**EXERCISE:** Your response should contain every line from the data below that holds the string "cleaned".

-----

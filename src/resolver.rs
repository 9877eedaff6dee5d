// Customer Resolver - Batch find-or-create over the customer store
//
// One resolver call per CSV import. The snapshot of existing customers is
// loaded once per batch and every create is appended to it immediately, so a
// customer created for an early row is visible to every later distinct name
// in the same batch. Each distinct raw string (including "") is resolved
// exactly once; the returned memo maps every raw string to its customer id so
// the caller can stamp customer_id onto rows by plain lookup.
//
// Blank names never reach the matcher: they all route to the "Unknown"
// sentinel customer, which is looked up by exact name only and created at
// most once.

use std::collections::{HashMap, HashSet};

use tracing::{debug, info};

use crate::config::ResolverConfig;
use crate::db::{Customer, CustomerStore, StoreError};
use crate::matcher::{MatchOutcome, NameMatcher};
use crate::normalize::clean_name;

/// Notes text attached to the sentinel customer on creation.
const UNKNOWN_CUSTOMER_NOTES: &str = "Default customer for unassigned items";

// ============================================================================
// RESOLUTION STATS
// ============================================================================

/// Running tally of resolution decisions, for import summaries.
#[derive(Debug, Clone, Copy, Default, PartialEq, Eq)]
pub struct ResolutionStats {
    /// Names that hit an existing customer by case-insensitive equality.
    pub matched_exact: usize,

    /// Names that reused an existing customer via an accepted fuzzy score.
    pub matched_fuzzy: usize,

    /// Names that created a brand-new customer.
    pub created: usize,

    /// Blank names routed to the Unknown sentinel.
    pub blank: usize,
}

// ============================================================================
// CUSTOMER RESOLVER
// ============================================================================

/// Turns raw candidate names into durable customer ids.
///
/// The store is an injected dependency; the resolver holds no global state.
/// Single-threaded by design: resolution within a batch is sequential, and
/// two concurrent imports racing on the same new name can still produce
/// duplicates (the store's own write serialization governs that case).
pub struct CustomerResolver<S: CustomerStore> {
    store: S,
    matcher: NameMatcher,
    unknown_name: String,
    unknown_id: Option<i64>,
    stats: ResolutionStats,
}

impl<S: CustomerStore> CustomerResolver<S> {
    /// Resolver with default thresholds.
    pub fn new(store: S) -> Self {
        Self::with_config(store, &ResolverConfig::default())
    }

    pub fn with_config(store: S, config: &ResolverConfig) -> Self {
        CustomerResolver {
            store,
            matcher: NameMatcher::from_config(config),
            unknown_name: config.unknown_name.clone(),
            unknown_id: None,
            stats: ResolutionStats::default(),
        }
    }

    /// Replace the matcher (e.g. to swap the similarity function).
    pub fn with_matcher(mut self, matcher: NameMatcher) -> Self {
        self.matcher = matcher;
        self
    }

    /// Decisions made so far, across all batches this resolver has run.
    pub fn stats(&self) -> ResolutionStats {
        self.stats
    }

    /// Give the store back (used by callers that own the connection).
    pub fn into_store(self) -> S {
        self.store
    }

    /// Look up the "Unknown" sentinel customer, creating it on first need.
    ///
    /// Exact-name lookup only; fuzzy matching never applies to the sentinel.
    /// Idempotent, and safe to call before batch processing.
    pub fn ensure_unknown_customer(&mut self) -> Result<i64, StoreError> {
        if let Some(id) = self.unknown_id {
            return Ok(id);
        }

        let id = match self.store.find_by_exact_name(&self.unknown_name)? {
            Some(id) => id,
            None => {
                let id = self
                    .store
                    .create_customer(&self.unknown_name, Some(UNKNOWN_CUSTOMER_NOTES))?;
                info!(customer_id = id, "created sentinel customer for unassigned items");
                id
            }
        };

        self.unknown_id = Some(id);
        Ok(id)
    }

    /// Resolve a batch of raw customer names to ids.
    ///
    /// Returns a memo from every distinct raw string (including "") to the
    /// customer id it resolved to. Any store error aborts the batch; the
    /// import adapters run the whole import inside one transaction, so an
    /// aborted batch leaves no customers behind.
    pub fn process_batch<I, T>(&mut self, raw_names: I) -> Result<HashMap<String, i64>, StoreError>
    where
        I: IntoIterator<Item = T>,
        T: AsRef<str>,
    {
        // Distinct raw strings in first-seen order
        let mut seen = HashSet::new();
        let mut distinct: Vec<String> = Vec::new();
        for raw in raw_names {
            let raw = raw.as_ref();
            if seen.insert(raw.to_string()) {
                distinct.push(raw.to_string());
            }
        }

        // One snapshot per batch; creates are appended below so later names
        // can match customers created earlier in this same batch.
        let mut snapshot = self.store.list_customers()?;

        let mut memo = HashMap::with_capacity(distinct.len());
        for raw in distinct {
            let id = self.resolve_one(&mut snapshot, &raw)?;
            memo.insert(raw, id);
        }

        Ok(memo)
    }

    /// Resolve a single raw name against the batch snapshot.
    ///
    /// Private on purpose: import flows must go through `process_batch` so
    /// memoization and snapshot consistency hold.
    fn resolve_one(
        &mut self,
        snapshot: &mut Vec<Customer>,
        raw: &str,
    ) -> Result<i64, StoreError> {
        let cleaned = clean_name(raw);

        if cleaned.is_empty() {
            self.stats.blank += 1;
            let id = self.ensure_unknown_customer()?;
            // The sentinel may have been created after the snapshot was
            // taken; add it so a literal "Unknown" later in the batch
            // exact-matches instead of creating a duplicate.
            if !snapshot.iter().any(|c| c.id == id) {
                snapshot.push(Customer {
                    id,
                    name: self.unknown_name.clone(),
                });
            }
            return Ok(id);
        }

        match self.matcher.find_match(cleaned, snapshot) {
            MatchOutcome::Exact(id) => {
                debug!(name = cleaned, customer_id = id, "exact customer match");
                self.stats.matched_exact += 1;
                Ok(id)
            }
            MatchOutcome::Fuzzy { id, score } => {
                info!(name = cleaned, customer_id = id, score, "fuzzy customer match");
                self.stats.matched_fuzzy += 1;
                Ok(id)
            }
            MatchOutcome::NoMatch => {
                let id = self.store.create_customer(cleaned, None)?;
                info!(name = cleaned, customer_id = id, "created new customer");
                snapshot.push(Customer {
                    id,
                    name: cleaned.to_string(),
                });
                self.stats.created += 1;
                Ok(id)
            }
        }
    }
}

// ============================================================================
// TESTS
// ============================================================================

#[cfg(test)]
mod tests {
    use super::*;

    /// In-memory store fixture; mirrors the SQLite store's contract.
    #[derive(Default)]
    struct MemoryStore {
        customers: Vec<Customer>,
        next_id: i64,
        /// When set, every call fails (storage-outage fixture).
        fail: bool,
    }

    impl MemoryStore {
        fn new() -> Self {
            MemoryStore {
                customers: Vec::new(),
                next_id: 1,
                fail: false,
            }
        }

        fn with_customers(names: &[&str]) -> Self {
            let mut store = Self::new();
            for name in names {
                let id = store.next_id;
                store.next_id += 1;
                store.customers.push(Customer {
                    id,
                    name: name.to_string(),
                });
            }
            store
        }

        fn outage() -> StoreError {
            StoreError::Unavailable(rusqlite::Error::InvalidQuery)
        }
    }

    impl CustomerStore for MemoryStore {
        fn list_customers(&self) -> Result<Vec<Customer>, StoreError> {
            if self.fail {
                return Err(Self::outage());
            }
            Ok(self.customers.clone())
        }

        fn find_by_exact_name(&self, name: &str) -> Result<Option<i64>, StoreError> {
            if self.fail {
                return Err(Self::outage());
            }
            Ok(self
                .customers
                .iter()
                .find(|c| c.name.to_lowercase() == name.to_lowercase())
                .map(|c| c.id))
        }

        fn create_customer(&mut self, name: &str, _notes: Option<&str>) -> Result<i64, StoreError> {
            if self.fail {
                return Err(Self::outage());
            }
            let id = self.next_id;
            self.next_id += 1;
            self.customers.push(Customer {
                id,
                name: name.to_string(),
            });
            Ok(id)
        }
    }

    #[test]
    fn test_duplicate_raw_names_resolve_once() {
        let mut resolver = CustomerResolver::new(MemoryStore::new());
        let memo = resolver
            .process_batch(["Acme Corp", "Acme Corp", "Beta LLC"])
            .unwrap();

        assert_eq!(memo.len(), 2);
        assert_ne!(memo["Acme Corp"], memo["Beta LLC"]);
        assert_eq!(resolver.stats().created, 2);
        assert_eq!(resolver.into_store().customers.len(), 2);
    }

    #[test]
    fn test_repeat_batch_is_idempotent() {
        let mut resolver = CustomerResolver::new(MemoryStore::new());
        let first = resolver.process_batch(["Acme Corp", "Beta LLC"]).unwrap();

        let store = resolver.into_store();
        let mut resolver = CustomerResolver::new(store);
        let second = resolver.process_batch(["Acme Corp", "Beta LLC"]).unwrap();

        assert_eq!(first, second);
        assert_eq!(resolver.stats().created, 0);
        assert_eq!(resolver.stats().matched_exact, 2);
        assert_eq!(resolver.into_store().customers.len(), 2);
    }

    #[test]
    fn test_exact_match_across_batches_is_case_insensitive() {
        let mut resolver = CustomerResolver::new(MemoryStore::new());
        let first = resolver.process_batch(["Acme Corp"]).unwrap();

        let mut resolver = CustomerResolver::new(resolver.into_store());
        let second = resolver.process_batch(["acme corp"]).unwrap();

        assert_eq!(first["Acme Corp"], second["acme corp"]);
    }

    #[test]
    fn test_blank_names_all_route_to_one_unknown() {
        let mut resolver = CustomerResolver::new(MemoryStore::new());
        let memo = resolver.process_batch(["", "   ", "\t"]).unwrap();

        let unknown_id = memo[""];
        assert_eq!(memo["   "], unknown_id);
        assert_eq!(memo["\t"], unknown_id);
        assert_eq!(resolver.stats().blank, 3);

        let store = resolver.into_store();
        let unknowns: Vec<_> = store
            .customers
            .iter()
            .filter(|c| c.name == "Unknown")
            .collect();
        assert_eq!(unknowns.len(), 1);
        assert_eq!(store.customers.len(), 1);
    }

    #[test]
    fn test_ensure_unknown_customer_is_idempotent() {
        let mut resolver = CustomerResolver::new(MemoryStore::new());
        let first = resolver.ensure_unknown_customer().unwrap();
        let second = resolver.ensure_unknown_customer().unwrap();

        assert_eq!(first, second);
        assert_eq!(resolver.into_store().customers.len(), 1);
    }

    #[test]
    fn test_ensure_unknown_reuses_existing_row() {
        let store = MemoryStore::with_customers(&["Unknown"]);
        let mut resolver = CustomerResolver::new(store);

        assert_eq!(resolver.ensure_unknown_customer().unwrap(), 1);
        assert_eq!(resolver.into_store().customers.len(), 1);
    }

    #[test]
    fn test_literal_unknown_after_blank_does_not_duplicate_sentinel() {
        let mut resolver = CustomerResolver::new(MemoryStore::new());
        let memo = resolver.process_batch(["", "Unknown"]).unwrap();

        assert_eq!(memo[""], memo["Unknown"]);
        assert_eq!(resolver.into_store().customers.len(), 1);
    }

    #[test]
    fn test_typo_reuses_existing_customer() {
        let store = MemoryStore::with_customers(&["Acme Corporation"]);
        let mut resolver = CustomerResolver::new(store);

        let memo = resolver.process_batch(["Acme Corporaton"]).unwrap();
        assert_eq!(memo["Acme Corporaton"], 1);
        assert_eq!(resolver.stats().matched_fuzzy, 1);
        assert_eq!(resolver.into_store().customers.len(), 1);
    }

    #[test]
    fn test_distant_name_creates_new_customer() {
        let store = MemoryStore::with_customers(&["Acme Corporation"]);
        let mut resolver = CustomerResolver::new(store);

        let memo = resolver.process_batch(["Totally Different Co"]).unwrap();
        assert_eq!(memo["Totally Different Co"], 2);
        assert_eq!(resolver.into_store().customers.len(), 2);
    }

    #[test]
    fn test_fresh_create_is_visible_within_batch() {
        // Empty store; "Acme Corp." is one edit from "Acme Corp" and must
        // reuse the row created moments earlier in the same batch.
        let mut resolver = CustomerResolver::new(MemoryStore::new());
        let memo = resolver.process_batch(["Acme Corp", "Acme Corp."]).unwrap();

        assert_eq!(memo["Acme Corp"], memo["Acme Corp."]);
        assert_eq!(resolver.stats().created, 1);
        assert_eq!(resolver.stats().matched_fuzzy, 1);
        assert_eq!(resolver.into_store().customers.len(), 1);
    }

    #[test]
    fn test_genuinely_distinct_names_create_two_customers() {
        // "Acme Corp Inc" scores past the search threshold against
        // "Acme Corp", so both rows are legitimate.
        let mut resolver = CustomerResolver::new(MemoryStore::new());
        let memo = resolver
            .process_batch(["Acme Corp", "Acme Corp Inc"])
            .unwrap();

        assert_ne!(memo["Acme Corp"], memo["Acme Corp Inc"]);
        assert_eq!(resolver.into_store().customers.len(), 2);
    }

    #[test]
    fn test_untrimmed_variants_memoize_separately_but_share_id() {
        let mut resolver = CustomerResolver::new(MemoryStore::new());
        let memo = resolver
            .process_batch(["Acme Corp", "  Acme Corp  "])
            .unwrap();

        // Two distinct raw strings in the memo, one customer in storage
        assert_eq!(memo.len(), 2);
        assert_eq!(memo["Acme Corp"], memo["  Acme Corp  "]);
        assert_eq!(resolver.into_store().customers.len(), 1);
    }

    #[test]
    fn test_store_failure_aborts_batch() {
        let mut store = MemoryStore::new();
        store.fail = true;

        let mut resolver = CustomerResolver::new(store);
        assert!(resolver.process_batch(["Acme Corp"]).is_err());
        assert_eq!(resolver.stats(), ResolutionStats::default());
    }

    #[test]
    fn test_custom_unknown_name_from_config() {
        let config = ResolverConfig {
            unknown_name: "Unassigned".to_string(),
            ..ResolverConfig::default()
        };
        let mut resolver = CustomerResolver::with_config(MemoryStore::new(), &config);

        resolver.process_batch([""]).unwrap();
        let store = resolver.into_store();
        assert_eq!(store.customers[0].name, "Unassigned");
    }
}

-----

**WRITTEN REPLY:**
        let cleaned = clean_name(raw);
        if cleaned.is_empty() {
        match self.matcher.find_match(cleaned, snapshot) {
                debug!(name = cleaned, customer_id = id, "exact customer match");
                info!(name = cleaned, customer_id = id, score, "fuzzy customer match");
                let id = self.store.create_customer(cleaned, None)?;
                info!(name = cleaned, customer_id = id, "created new customer");
                    name: cleaned.to_string(),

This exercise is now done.